- WORK REQUEST -
Give the number of lines in the entries that contain "execute". State only the count.

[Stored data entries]
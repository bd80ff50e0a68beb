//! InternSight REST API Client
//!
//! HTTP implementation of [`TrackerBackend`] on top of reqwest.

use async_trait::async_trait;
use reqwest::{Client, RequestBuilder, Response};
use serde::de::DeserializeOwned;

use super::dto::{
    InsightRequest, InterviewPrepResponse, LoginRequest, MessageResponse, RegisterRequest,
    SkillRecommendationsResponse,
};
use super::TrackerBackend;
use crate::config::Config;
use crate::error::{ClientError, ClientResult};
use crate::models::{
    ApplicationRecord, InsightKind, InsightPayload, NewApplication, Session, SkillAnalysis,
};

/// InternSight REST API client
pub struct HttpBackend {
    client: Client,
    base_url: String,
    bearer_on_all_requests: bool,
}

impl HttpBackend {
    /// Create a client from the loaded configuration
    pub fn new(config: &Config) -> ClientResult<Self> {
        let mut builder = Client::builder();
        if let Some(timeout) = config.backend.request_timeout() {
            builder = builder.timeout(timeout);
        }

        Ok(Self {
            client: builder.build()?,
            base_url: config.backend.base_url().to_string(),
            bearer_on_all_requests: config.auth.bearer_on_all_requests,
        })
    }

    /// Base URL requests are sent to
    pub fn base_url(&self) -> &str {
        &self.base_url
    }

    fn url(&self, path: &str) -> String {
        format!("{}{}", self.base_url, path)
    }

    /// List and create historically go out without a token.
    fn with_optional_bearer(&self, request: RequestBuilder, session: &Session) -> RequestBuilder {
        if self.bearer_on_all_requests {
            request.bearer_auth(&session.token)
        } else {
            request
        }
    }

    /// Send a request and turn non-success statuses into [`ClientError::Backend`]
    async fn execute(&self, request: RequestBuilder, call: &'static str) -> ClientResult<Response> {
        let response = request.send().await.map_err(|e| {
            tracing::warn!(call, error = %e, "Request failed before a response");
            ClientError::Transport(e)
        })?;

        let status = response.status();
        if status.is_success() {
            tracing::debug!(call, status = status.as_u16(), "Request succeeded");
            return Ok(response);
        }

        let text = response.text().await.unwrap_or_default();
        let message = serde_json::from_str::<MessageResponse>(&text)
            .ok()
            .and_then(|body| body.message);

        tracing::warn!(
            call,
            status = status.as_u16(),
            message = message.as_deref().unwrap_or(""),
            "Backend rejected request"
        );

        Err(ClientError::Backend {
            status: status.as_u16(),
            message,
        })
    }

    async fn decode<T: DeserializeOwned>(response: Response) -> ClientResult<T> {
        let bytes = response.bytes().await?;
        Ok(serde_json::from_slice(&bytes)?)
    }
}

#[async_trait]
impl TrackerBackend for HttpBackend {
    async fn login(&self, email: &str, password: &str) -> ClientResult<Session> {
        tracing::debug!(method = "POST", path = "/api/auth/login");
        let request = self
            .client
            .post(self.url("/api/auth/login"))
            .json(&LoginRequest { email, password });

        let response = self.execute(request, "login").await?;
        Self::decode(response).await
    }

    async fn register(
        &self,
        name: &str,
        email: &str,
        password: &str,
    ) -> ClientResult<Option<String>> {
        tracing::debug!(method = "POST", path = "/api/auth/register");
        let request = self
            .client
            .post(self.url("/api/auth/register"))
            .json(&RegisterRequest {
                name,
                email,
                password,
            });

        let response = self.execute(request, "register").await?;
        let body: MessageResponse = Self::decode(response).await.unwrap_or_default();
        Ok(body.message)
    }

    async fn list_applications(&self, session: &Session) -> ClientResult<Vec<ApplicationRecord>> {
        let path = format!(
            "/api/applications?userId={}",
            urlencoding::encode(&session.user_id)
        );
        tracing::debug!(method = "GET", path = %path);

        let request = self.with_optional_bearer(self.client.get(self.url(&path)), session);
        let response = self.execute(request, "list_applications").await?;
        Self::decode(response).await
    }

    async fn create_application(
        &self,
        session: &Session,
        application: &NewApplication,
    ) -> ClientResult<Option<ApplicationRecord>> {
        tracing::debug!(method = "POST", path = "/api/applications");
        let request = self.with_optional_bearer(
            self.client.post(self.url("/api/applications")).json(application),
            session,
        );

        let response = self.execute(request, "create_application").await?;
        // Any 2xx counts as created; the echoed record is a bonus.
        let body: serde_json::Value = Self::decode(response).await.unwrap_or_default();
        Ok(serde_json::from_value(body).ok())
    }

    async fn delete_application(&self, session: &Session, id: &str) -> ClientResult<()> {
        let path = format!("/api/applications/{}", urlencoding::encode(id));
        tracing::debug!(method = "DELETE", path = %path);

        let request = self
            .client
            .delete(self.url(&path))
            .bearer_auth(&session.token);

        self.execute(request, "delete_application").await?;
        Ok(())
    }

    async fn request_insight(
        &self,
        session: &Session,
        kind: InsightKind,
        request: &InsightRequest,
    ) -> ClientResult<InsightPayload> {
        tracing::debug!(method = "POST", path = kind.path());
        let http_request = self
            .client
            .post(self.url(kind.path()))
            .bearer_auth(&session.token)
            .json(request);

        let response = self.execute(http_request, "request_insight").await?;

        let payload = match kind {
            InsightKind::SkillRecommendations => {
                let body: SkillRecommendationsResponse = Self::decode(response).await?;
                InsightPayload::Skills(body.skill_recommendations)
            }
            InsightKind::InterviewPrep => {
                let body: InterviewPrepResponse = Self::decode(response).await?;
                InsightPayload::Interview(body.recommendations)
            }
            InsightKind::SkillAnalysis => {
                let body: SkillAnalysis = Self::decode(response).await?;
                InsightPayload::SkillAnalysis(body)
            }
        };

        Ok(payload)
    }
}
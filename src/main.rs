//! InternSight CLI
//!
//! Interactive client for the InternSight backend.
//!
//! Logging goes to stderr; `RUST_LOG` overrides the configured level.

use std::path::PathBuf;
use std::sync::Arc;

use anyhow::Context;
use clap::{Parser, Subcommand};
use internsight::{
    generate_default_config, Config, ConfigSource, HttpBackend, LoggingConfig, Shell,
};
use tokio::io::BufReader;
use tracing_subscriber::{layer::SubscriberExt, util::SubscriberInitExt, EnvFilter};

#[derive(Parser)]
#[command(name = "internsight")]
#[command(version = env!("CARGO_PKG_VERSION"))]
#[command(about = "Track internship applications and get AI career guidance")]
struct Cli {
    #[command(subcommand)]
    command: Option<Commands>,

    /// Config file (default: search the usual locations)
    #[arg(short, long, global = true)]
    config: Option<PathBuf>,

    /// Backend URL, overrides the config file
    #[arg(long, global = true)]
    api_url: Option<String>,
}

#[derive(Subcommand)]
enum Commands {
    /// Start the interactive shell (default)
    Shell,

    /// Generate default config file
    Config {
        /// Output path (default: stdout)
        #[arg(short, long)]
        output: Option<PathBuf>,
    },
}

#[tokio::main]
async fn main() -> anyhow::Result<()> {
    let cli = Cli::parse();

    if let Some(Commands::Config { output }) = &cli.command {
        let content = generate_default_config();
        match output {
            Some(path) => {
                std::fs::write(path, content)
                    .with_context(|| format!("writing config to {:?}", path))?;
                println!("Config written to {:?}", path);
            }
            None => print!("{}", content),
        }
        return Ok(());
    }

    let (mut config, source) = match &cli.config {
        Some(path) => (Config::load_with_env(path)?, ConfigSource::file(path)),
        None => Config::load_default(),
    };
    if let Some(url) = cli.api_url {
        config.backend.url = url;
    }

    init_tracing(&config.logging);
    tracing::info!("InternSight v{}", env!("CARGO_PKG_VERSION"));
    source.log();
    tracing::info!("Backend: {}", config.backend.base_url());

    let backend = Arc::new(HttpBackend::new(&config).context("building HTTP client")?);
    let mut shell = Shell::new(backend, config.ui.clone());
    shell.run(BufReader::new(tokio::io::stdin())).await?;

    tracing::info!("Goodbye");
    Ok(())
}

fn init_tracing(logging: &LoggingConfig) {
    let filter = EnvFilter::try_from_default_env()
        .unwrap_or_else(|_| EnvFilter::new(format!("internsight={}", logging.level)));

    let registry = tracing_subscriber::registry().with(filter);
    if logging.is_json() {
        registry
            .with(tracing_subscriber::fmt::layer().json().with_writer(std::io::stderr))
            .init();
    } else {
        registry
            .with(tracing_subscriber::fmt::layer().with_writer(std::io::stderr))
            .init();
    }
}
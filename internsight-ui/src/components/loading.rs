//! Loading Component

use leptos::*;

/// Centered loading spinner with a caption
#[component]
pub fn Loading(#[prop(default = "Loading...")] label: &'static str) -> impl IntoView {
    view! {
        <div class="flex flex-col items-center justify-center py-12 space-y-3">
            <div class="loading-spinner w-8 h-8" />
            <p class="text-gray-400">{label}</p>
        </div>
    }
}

- SOLUTION TO THIS PROBLEM -
7